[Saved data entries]
--------------------

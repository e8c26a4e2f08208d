//! # contactd store
//!
//! The contact store and the snapshot backends used at process boundaries.
//!
//! ## Overview
//!
//! [`ContactStore`] is the interface the request handler talks to. The only
//! implementation is [`MemoryStore`]: the directory lives in memory for the
//! life of the process. A [`Snapshot`] is read once before the first request
//! and written once after the last one.
//!
//! ## Key Types
//!
//! - [`ContactStore`] - Store operations: save, find, find by title, update, delete
//! - [`MemoryStore`] - In-memory store behind a single `RwLock`
//! - [`Snapshot`] - Async load/save of the whole collection
//! - [`JsonSnapshot`] - A JSON document on disk
//! - [`SqliteSnapshot`] - A SQLite table with a versioned schema
//! - [`MemorySnapshot`] - In-process snapshot for tests
//!
//! ## Usage
//!
//! ```rust,no_run
//! use contactd_core::Contact;
//! use contactd_store::{ContactStore, InsertResult, MemoryStore};
//!
//! let store = MemoryStore::new();
//! let mut contact = Contact::new("Joe", "Joe Contact", "joe@example.com", "0888");
//! match store.save(&mut contact).unwrap() {
//!     InsertResult::Inserted(id) => assert_eq!(contact.id, id),
//!     InsertResult::Conflict { existing } => panic!("id {existing} taken"),
//! }
//! ```
//!
//! ## Design Notes
//!
//! - **Ids are never reused**: auto-assigned ids come from a counter that
//!   only moves forward, past every id the store has ever held.
//! - **Guarded writes**: `update_if` / `delete_if` check a caller predicate
//!   and mutate under the same lock, so conditional requests are
//!   linearizable per contact.
//! - **Copies out**: reads return clones taken under the lock; callers never
//!   observe a half-applied update.

pub mod error;
pub mod memory;
pub mod migration;
pub mod snapshot;
pub mod sqlite;
pub mod traits;

pub use error::{Result, StoreError};
pub use memory::MemoryStore;
pub use snapshot::{JsonSnapshot, MemorySnapshot};
pub use sqlite::SqliteSnapshot;
pub use traits::{ContactStore, Guarded, InsertResult, Snapshot};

--------------------

Task item = Whenever the word "only" shows up in a line of the entries, list that line.

Exercise output =
//! [`ContactStore`] is the interface the request handler talks to. The only
//!   only moves forward, past every id the store has ever held.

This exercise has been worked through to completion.